Work item
Count how many lines below include the word "integer". Answer with a number only.

----- Given data

//! Type metadata registry
//!
//! Resolves identity/version accessors and the reverse "who embeds me"
//! dependency graph for every registered document type.
//!
//! The registry is constructed once at startup from explicit
//! [`DocumentDescriptor`] registrations and is immutable afterwards.
//! Resolution results are cached per type behind an `RwLock`; two callers
//! racing to resolve the same type may both compute the entry, which is
//! harmless because resolution is a deterministic, idempotent function of
//! the static declarations.

use crate::descriptor::{DocumentDescriptor, FieldRole};
use crate::document::{value_type_name, Document, TypeName};
use crate::error::{Error, Result};
use parking_lot::RwLock;
use rustc_hash::FxHashMap;
use serde_json::Value;
use std::sync::Arc;

/// Reads and writes a type's string identity field
#[derive(Debug)]
pub struct IdentityAccessor {
    type_name: TypeName,
    field: String,
}

impl IdentityAccessor {
    /// Name of the identity field
    pub fn field(&self) -> &str {
        &self.field
    }

    /// Identity value of `doc`
    ///
    /// Fails with `Error::Configuration` when the field is absent or holds
    /// a non-string value.
    pub fn get(&self, doc: &Document) -> Result<String> {
        match doc.field(&self.field) {
            Some(Value::String(s)) => Ok(s.clone()),
            Some(other) => Err(Error::configuration(format!(
                "identity field '{}' of type '{}' must be a string, got {}",
                self.field,
                self.type_name,
                value_type_name(other)
            ))),
            None => Err(Error::configuration(format!(
                "identity field '{}' is missing on document of type '{}'",
                self.field, self.type_name
            ))),
        }
    }

    /// Overwrite the identity value of `doc`
    pub fn set(&self, doc: &mut Document, id: &str) {
        doc.set_field(&self.field, Value::String(id.to_string()));
    }
}

/// Reads and writes a type's integer version field
#[derive(Debug)]
pub struct VersionAccessor {
    type_name: TypeName,
    field: String,
}

impl VersionAccessor {
    /// Name of the version field
    pub fn field(&self) -> &str {
        &self.field
    }

    /// Version value of `doc`; `None` when the field is absent or null
    ///
    /// Fails with `Error::Configuration` for non-integer values.
    pub fn get(&self, doc: &Document) -> Result<Option<i64>> {
        match doc.field(&self.field) {
            None | Some(Value::Null) => Ok(None),
            Some(Value::Number(n)) if n.is_i64() => Ok(n.as_i64()),
            Some(other) => Err(Error::configuration(format!(
                "version field '{}' of type '{}' must be an integer, got {}",
                self.field,
                self.type_name,
                value_type_name(other)
            ))),
        }
    }

    /// Overwrite the version value of `doc`
    pub fn set(&self, doc: &mut Document, version: i64) {
        doc.set_field(&self.field, Value::from(version));
    }
}

/// Reverse embedding edge: `dependent` holds a copy of `source` at `embed_field`
#[derive(Debug, Clone, PartialEq, Eq)]
pub struct DependentDescriptor {
    /// Type whose documents get copied
    pub source: TypeName,
    /// Type holding the denormalized copy
    pub dependent: TypeName,
    /// Field on the dependent where the copy lives
    pub embed_field: String,
    /// The dependent's declared foreign-key field to the source, if any.
    /// When absent, cascade matching falls back to the embedded copy's
    /// identity value.
    pub reference_field: Option<String>,
}

/// Immutable registry of document type metadata
pub struct Metadata {
    descriptors: Vec<Arc<DocumentDescriptor>>,
    by_type: FxHashMap<TypeName, Arc<DocumentDescriptor>>,
    identity_cache: RwLock<FxHashMap<TypeName, Arc<IdentityAccessor>>>,
    version_cache: RwLock<FxHashMap<TypeName, Option<Arc<VersionAccessor>>>>,
    dependents_cache: RwLock<FxHashMap<TypeName, Arc<[DependentDescriptor]>>>,
}

impl Metadata {
    /// Start registering descriptors
    pub fn builder() -> MetadataBuilder {
        MetadataBuilder {
            descriptors: Vec::new(),
        }
    }

    /// Descriptor for `type_name`, `Error::UnknownType` if never registered
    pub fn descriptor(&self, type_name: &TypeName) -> Result<Arc<DocumentDescriptor>> {
        self.by_type
            .get(type_name)
            .cloned()
            .ok_or_else(|| Error::UnknownType(type_name.clone()))
    }

    /// All registered descriptors, in registration order
    pub fn descriptors(&self) -> impl Iterator<Item = &Arc<DocumentDescriptor>> {
        self.descriptors.iter()
    }

    /// Destination collection name for `type_name`
    pub fn collection_name(&self, type_name: &TypeName) -> Result<String> {
        Ok(self.descriptor(type_name)?.collection().to_string())
    }

    /// Resolve the identity accessor for `type_name`
    ///
    /// Fails with `Error::Configuration` when the type declares zero or
    /// more than one identity field. Repeated calls return the same cached
    /// accessor instance.
    pub fn identity(&self, type_name: &TypeName) -> Result<Arc<IdentityAccessor>> {
        if let Some(accessor) = self.identity_cache.read().get(type_name) {
            return Ok(accessor.clone());
        }

        let descriptor = self.descriptor(type_name)?;
        let fields: Vec<&str> = descriptor
            .fields_with(|r| matches!(r, FieldRole::Identity))
            .map(|f| f.name.as_str())
            .collect();

        let field = match fields.as_slice() {
            [one] => one.to_string(),
            [] => {
                return Err(Error::configuration(format!(
                    "document type '{type_name}' declares no identity field"
                )))
            }
            many => {
                return Err(Error::configuration(format!(
                    "document type '{type_name}' declares {} identity fields, exactly one is allowed",
                    many.len()
                )))
            }
        };

        let accessor = Arc::new(IdentityAccessor {
            type_name: type_name.clone(),
            field,
        });
        // Benign race: a concurrent resolver may have inserted an equivalent
        // accessor; keep whichever landed first so callers see a stable Arc.
        let mut cache = self.identity_cache.write();
        Ok(cache
            .entry(type_name.clone())
            .or_insert(accessor)
            .clone())
    }

    /// Resolve the version accessor for `type_name`
    ///
    /// Zero version declarations is valid and yields `None`; more than one
    /// is `Error::Configuration`.
    pub fn version(&self, type_name: &TypeName) -> Result<Option<Arc<VersionAccessor>>> {
        if let Some(entry) = self.version_cache.read().get(type_name) {
            return Ok(entry.clone());
        }

        let descriptor = self.descriptor(type_name)?;
        let fields: Vec<&str> = descriptor
            .fields_with(|r| matches!(r, FieldRole::Version))
            .map(|f| f.name.as_str())
            .collect();

        let accessor = match fields.as_slice() {
            [] => None,
            [one] => Some(Arc::new(VersionAccessor {
                type_name: type_name.clone(),
                field: one.to_string(),
            })),
            many => {
                return Err(Error::configuration(format!(
                    "document type '{type_name}' declares {} version fields, at most one is allowed",
                    many.len()
                )))
            }
        };

        let mut cache = self.version_cache.write();
        Ok(cache
            .entry(type_name.clone())
            .or_insert(accessor)
            .clone())
    }

    /// Types that embed a copy of `type_name`, in registration order
    ///
    /// Scans every registered descriptor for `Embedded(type_name)` fields,
    /// one [`DependentDescriptor`] per matching field. Empty for leaf types.
    pub fn dependents(&self, type_name: &TypeName) -> Arc<[DependentDescriptor]> {
        if let Some(entry) = self.dependents_cache.read().get(type_name) {
            return entry.clone();
        }

        let mut dependents = Vec::new();
        for descriptor in &self.descriptors {
            for field in
                descriptor.fields_with(|r| matches!(r, FieldRole::Embedded(t) if t == type_name))
            {
                dependents.push(DependentDescriptor {
                    source: type_name.clone(),
                    dependent: descriptor.type_name().clone(),
                    embed_field: field.name.clone(),
                    reference_field: descriptor.reference_to(type_name).map(str::to_string),
                });
            }
        }

        let dependents: Arc<[DependentDescriptor]> = dependents.into();
        let mut cache = self.dependents_cache.write();
        cache
            .entry(type_name.clone())
            .or_insert(dependents)
            .clone()
    }
}

impl std::fmt::Debug for Metadata {
    fn fmt(&self, f: &mut std::fmt::Formatter<'_>) -> std::fmt::Result {
        f.debug_struct("Metadata")
            .field("types", &self.descriptors.len())
            .finish()
    }
}

/// Builder collecting descriptor registrations
#[derive(Debug, Default)]
pub struct MetadataBuilder {
    descriptors: Vec<Arc<DocumentDescriptor>>,
}

impl MetadataBuilder {
    /// Register one document type
    pub fn register(mut self, descriptor: DocumentDescriptor) -> Self {
        self.descriptors.push(Arc::new(descriptor));
        self
    }

    /// Freeze the registry
    pub fn build(self) -> Metadata {
        let by_type = self
            .descriptors
            .iter()
            .map(|d| (d.type_name().clone(), d.clone()))
            .collect();
        Metadata {
            descriptors: self.descriptors,
            by_type,
            identity_cache: RwLock::new(FxHashMap::default()),
            version_cache: RwLock::new(FxHashMap::default()),
            dependents_cache: RwLock::new(FxHashMap::default()),
        }
    }
}
//! Destruction narration.

use std::io::Write;

use rampage_engine::{EventSink, SimulationEvent};
use rampage_foundation::Result;

/// Writes one line per destroyed city and ignores every other event.
///
/// ```text
/// Foo has been destroyed by monster Ahu and monster Ebo!
/// ```
#[derive(Debug)]
pub struct NarrationWriter<W> {
    writer: W,
    lines: usize,
}

impl<W: Write> NarrationWriter<W> {
    /// Creates a narrator writing to `writer`.
    pub fn new(writer: W) -> Self {
        Self { writer, lines: 0 }
    }

    /// Returns how many destructions have been narrated.
    #[must_use]
    pub fn lines_written(&self) -> usize {
        self.lines
    }

    /// Consumes the narrator and returns the underlying output.
    pub fn into_inner(self) -> W {
        self.writer
    }
}

impl<W: Write> EventSink for NarrationWriter<W> {
    fn record(&mut self, event: &SimulationEvent) -> Result<()> {
        if let Some(line) = event.narration() {
            writeln!(self.writer, "{line}")?;
            self.lines += 1;
        }
        if let SimulationEvent::Finished { .. } = event {
            self.writer.flush()?;
        }
        Ok(())
    }
}
//! Configuration for a simulation run.

/// Parameters of a simulation run.
#[derive(Clone, Debug, PartialEq, Eq)]
pub struct SimulationConfig {
    /// Hard cap on the number of iterations.
    pub max_iterations: u64,
    /// Number of monsters created and placed at construction.
    pub monster_count: u32,
    /// Seed for destination choice and names; drawn from entropy when unset.
    pub seed: Option<u64>,
    /// Length of generated monster names.
    pub name_length: usize,
}

impl Default for SimulationConfig {
    fn default() -> Self {
        Self {
            max_iterations: 10_000,
            monster_count: 0,
            seed: None,
            name_length: 8,
        }
    }
}

impl SimulationConfig {
    /// Creates a configuration with default values.
    #[must_use]
    pub fn new() -> Self {
        Self::default()
    }

    /// Builder method to set the iteration cap.
    #[must_use]
    pub fn with_max_iterations(mut self, max_iterations: u64) -> Self {
        self.max_iterations = max_iterations;
        self
    }

    /// Builder method to set the number of monsters.
    #[must_use]
    pub fn with_monster_count(mut self, count: u32) -> Self {
        self.monster_count = count;
        self
    }

    /// Builder method to fix the seed.
    #[must_use]
    pub fn with_seed(mut self, seed: u64) -> Self {
        self.seed = Some(seed);
        self
    }

    /// Builder method to set the monster name length.
    #[must_use]
    pub fn with_name_length(mut self, length: usize) -> Self {
        self.name_length = length;
        self
    }
}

----------

Answer area
3